**Problem description:** Write out exactly the lines below that run from the one containing "pub const BODY_SM: f32 = 13.0;" through the one containing "pub const WIDTH_SM: f32 = 1.0;", both included, with no other lines.

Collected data
*** Begin section ***

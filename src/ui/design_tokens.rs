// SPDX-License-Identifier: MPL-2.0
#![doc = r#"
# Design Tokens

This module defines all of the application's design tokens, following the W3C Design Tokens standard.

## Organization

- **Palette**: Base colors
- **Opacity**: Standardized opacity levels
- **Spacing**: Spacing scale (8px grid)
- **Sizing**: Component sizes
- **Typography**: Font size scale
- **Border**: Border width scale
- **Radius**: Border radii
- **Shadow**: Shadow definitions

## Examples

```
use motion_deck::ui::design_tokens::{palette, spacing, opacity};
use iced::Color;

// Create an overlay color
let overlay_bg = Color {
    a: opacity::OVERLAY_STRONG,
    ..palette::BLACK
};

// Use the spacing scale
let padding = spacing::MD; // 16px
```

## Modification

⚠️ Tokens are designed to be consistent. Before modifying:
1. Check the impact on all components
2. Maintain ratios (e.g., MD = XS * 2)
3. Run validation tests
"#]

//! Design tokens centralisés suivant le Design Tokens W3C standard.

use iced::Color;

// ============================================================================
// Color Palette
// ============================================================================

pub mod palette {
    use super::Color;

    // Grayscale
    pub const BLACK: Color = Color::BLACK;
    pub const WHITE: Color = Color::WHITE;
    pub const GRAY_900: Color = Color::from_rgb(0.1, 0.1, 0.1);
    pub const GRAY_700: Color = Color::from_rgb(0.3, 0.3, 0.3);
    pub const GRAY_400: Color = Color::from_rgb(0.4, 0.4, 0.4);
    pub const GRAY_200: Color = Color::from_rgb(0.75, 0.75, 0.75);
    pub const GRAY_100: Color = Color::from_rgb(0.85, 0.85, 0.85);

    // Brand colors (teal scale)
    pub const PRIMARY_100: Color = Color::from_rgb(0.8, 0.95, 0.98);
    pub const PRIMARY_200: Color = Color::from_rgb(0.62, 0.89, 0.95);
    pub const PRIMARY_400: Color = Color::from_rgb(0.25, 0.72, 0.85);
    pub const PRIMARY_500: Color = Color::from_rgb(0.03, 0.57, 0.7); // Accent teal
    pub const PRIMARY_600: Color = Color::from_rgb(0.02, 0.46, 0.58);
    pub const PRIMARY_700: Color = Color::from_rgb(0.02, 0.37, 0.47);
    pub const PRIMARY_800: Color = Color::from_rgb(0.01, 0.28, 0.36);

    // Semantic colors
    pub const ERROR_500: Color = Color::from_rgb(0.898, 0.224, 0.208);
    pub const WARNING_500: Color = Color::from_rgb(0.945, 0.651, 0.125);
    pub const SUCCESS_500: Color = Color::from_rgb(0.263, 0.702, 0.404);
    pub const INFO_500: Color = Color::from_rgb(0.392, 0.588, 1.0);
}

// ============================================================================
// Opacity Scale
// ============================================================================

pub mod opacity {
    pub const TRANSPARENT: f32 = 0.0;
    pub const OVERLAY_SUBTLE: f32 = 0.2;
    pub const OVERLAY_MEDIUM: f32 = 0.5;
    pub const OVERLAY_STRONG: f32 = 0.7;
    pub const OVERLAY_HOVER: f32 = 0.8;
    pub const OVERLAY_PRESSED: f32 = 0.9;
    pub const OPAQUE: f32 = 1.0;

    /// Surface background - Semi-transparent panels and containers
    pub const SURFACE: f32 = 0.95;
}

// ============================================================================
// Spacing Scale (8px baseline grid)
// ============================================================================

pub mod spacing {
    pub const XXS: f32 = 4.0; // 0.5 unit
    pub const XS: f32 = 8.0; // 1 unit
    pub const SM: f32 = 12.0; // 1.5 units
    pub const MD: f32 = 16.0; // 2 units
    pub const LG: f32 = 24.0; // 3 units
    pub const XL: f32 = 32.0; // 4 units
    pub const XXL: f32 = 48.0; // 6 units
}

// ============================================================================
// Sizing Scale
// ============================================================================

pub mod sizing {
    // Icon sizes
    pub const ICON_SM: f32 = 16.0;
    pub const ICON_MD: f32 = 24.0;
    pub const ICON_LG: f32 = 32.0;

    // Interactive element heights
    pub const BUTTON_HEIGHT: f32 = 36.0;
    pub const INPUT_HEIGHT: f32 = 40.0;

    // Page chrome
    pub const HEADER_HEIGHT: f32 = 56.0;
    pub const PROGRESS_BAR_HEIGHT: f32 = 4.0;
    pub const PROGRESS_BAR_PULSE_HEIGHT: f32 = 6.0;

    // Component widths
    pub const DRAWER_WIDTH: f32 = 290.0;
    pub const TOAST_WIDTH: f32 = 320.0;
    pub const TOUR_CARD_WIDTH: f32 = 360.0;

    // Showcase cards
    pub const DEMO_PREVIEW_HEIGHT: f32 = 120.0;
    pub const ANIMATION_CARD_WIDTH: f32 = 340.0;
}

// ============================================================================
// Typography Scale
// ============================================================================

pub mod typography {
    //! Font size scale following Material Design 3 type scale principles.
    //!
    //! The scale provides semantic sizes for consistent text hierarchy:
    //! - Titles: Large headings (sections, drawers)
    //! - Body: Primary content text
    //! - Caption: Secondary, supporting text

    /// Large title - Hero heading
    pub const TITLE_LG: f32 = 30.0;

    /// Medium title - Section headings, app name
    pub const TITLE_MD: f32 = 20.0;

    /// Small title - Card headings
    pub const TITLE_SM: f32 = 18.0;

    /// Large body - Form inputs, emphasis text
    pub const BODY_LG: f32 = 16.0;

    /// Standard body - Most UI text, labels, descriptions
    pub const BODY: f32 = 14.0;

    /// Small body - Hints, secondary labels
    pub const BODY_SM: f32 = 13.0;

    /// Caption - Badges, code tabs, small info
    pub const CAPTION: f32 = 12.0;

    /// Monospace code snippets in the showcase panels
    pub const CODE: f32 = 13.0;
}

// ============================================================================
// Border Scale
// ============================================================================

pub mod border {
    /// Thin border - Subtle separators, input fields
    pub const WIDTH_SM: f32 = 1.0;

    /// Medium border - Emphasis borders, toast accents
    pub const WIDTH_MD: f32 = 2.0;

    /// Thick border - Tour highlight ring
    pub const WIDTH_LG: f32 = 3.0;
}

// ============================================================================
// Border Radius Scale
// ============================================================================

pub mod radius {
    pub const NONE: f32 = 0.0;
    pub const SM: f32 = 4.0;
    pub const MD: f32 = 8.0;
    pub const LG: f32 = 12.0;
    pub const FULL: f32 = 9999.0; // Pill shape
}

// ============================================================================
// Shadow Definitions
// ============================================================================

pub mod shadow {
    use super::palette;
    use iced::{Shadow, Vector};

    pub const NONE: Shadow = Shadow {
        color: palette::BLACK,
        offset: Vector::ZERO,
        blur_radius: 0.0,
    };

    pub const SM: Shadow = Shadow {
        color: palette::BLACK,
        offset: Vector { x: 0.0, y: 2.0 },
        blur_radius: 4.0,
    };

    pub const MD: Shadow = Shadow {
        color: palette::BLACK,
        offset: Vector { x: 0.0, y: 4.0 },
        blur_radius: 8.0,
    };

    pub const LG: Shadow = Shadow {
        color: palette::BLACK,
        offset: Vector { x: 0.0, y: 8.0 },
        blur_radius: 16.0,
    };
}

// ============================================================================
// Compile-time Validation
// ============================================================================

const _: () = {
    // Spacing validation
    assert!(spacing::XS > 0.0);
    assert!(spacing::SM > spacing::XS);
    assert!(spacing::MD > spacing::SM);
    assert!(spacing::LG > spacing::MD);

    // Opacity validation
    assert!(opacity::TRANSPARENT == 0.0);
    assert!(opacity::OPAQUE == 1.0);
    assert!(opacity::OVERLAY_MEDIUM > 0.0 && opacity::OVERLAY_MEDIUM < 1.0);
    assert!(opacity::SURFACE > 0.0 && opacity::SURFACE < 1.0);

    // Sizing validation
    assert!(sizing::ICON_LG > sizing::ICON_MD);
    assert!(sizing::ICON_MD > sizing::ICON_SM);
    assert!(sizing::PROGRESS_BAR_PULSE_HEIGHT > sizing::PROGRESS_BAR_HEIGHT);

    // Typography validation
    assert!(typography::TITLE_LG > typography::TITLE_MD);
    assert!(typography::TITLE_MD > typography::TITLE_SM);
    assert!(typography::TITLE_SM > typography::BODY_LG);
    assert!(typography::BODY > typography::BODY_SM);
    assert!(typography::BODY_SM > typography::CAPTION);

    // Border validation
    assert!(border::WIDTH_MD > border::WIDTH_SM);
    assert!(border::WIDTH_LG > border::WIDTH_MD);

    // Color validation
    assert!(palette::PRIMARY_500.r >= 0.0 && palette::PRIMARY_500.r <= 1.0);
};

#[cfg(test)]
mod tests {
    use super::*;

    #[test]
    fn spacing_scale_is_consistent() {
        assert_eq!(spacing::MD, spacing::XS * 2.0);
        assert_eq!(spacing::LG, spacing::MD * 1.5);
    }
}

*** End section ***
*** Begin section ***

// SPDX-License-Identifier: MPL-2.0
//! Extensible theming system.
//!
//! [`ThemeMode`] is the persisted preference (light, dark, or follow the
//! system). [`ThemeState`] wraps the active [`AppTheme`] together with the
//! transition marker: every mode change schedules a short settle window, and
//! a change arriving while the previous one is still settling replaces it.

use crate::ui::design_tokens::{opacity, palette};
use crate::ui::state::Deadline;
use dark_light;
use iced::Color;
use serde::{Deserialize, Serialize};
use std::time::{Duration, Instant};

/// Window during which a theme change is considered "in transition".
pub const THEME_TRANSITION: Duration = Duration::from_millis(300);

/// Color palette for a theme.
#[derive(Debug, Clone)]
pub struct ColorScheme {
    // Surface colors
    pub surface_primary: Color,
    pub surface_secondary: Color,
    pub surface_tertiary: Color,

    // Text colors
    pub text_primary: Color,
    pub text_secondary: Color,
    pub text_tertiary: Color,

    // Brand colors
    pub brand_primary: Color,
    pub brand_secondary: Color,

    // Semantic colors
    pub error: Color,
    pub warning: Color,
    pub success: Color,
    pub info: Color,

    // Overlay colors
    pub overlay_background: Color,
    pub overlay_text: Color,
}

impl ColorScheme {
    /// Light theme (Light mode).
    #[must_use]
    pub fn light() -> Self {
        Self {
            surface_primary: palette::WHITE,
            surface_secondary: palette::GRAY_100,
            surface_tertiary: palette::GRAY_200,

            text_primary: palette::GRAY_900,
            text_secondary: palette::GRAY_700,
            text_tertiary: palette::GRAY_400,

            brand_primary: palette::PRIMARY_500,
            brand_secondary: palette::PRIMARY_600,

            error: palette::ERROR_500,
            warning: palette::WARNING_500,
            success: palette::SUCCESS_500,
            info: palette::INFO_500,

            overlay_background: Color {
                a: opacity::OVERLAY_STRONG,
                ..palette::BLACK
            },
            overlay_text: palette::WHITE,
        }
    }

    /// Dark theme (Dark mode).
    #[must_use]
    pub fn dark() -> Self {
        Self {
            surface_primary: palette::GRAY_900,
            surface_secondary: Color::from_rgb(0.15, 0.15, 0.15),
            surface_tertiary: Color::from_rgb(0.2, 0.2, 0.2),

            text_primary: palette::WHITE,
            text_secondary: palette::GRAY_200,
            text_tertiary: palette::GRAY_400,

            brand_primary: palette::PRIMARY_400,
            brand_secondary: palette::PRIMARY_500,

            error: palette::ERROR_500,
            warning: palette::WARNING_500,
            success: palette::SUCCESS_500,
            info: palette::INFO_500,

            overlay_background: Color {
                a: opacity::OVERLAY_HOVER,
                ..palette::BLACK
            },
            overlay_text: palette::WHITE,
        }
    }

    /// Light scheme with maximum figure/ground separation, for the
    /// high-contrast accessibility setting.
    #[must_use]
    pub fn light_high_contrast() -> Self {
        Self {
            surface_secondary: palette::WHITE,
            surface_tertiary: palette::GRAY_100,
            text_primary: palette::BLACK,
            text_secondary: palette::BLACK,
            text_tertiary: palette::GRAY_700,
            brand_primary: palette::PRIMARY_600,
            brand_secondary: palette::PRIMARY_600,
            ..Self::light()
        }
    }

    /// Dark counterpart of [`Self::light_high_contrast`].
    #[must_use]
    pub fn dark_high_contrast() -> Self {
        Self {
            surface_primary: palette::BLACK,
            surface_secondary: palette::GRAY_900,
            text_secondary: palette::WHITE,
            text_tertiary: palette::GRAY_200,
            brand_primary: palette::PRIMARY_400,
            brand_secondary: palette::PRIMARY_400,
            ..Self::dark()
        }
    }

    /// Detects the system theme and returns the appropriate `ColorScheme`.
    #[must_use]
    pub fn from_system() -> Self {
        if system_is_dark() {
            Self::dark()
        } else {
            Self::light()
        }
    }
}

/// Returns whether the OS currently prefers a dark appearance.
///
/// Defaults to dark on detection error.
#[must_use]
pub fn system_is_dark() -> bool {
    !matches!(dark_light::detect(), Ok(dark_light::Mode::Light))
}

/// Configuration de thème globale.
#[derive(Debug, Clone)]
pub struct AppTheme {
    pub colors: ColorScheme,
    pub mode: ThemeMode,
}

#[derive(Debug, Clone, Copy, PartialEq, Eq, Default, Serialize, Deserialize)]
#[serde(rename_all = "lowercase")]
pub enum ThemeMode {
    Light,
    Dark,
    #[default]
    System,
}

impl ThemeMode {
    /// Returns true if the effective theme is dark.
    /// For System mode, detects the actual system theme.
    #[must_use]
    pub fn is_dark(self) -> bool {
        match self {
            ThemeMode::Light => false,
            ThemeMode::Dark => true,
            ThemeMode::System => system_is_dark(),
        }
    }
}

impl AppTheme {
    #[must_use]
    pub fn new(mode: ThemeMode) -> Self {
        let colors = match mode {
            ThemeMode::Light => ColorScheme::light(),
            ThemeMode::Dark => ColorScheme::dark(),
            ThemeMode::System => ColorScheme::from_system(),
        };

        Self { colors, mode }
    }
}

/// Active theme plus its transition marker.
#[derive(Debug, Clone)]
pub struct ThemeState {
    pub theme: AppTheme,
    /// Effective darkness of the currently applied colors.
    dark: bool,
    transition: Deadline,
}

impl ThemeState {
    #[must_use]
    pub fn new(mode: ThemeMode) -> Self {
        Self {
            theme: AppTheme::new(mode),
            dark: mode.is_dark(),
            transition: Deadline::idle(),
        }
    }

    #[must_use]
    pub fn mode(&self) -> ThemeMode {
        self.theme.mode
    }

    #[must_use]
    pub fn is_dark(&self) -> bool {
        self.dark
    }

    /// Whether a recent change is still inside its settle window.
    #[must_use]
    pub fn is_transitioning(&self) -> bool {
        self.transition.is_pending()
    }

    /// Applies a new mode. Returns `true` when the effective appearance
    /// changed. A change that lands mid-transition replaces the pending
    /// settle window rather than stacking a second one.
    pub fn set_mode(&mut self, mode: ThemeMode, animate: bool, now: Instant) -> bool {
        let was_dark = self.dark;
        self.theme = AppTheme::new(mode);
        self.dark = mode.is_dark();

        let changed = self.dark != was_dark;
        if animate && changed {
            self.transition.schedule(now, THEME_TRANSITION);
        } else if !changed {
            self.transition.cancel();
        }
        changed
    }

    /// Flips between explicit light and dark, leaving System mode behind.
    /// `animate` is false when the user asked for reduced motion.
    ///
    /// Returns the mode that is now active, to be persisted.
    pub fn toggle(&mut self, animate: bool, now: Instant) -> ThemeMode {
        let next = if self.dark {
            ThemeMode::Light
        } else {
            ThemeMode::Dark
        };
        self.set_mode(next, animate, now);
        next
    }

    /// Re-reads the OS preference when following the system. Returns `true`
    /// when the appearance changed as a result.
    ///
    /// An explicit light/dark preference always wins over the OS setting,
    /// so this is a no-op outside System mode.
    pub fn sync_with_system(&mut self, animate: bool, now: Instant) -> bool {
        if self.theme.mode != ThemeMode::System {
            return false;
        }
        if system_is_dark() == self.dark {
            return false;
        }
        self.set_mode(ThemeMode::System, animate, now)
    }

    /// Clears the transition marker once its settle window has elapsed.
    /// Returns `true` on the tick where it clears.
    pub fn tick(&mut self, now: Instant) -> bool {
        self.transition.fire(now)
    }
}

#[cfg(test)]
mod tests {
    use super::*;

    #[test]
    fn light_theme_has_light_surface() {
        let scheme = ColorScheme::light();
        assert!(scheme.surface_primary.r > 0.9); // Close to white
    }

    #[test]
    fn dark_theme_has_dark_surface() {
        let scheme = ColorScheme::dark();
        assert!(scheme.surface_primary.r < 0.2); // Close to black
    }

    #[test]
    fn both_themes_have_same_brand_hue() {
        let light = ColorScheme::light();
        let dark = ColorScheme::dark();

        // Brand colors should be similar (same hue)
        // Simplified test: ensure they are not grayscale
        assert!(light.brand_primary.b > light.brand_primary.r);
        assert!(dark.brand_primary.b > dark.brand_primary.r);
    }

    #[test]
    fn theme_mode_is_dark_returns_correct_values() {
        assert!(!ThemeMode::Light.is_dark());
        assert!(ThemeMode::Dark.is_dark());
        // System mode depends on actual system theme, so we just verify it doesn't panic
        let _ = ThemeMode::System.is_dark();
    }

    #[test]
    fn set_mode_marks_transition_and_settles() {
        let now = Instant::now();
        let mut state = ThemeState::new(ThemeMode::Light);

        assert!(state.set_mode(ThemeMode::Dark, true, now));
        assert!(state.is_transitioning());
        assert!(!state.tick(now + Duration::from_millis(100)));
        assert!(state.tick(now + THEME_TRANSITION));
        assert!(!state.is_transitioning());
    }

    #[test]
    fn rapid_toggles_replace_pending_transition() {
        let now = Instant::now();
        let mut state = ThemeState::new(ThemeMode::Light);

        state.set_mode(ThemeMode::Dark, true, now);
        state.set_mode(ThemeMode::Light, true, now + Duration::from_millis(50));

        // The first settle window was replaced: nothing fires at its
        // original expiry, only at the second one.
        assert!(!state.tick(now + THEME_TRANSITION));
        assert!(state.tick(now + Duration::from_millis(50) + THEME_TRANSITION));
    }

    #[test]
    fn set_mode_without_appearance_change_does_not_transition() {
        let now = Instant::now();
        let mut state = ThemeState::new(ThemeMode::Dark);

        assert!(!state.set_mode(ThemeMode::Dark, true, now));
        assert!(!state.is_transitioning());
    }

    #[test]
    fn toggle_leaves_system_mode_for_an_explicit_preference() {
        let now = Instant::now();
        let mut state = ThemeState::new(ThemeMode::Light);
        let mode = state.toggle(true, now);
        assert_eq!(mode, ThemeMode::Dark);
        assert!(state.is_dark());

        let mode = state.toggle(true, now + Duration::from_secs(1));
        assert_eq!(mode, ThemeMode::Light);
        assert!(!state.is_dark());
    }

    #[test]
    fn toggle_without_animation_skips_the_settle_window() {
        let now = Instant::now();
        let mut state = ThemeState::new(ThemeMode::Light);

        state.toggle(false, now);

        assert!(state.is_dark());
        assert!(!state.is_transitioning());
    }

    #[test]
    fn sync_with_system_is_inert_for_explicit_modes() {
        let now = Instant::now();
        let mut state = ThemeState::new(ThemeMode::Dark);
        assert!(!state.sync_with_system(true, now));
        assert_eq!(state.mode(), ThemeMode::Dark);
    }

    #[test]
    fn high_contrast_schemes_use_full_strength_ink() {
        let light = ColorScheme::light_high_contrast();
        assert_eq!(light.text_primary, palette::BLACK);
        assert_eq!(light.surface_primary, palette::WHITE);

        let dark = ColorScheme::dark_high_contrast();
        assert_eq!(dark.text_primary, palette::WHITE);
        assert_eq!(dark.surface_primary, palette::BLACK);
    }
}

*** End section ***

**Task output:**
    pub const BODY_SM: f32 = 13.0;

    /// Caption - Badges, code tabs, small info
    pub const CAPTION: f32 = 12.0;

    /// Monospace code snippets in the showcase panels
    pub const CODE: f32 = 13.0;
}

// ============================================================================
// Border Scale
// ============================================================================

pub mod border {
    /// Thin border - Subtle separators, input fields
    pub const WIDTH_SM: f32 = 1.0;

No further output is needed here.